Podemos optar por no medirlo y dejar correr la imaginación o conceptualizaciones en variados sentidos, haciendo conjeturas de lo que nos parece o pretendemos abarcar. Pero es frecuente que lo estiremos al límite, o no lo mantengamos con suficiente firmeza por alguna pretensión oculta (es posible que sin darnos cuenta) y cuando ya creemos tener la medida que nos cuadra o nos acercamos a ella, de golpe se nos escapa brusca y estruendosamente, chocando de forma enérgica contra un tope, cayéndose al suelo y quedando sumergido en el fondo oscuro de su carcasa; incluso ocurre que, por el camino, en alguna ocasión «nos pilla los dedos hiriéndonos».

En cuanto al tema que iniciamos, no hay nada que medir, en ningún sentido, es un film que discurre por los caminos de la vida, si lo dejamos que ruede en su frecuencia de giro genuina, no es necesario que sea la que yo relato, sino la de cada persona; seguro que las secuencias nos irán llevando, a través de algunos de sus propios paisajes, a secuencias comunes a muchas personas.

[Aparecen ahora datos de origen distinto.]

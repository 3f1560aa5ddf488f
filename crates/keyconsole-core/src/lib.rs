//! Core types and utilities for the key console
//!
//! Holds the data model shared with the backend, layered configuration,
//! the core error type and the logging bootstrap used by the binaries.

#![forbid(unsafe_code)]
#![warn(
    clippy::all,
    clippy::pedantic,
    clippy::nursery,
    missing_docs,
    rust_2018_idioms
)]

pub mod config;
pub mod error;
pub mod types;

// Re-export commonly used types
pub use config::{ApiConfig, Config, ConsoleConfig, LoggingConfig, SessionConfig, TokenStoreKind};
pub use error::{Error, Result};
pub use types::{
    AccessToken, ApiKey, CreateKeysRequest, Item, ItemRef, KeyId, ListKeysParams, MachineInfo,
    PaginatedResult, PaginationInfo, RegisterRequest, User,
};

/// Guard that flushes file logging on drop; keep it alive for the program lifetime
pub type LogGuard = tracing_appender::non_blocking::WorkerGuard;

/// Initialize the logging system
///
/// `RUST_LOG` takes precedence over the configured level. When a log file is
/// configured, output goes there through a non-blocking writer and the
/// returned guard must be held until exit.
///
/// # Errors
///
/// Returns an error if a global subscriber is already installed or the log
/// directory cannot be created.
pub fn init_logging(config: &LoggingConfig) -> Result<Option<LogGuard>> {
    use tracing_subscriber::{EnvFilter, fmt, layer::SubscriberExt, util::SubscriberInitExt};

    let filter =
        EnvFilter::try_from_default_env().unwrap_or_else(|_| EnvFilter::new(&config.level));
    let json = config.format.eq_ignore_ascii_case("json");

    let (writer, guard) = match &config.file {
        Some(path) => {
            let dir = path
                .parent()
                .filter(|dir| !dir.as_os_str().is_empty())
                .unwrap_or_else(|| std::path::Path::new("."));
            std::fs::create_dir_all(dir).map_err(Error::LogDir)?;
            let file_name = path
                .file_name()
                .ok_or(Error::setting("logging.file", "must name a file"))?;
            let appender = tracing_appender::rolling::never(dir, file_name);
            let (writer, guard) = tracing_appender::non_blocking(appender);
            (fmt::writer::BoxMakeWriter::new(writer), Some(guard))
        }
        None => (fmt::writer::BoxMakeWriter::new(std::io::stderr), None),
    };

    let registry = tracing_subscriber::registry().with(filter);
    let result = if json {
        registry
            .with(fmt::layer().json().with_writer(writer))
            .try_init()
    } else {
        registry
            .with(fmt::layer().with_writer(writer))
            .try_init()
    };

    result.map_err(|e| Error::Subscriber(e.to_string()))?;
    Ok(guard)
}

Como el metro que citaba anteriormente, si lo tensamos en exceso desde la razón, se rompen los fotogramas que dan continuidad al film; lo hacen por el cambio brusco de ritmo o la parada súbita y rodamos sin control en la oscuridad de la sala de proyección, perdiendo el rumbo, sin poder proyectar las imágenes relacionadas que dan sentido a nuestras experiencias y con todo nuestro proyecto vital enredado en una enorme maraña mental.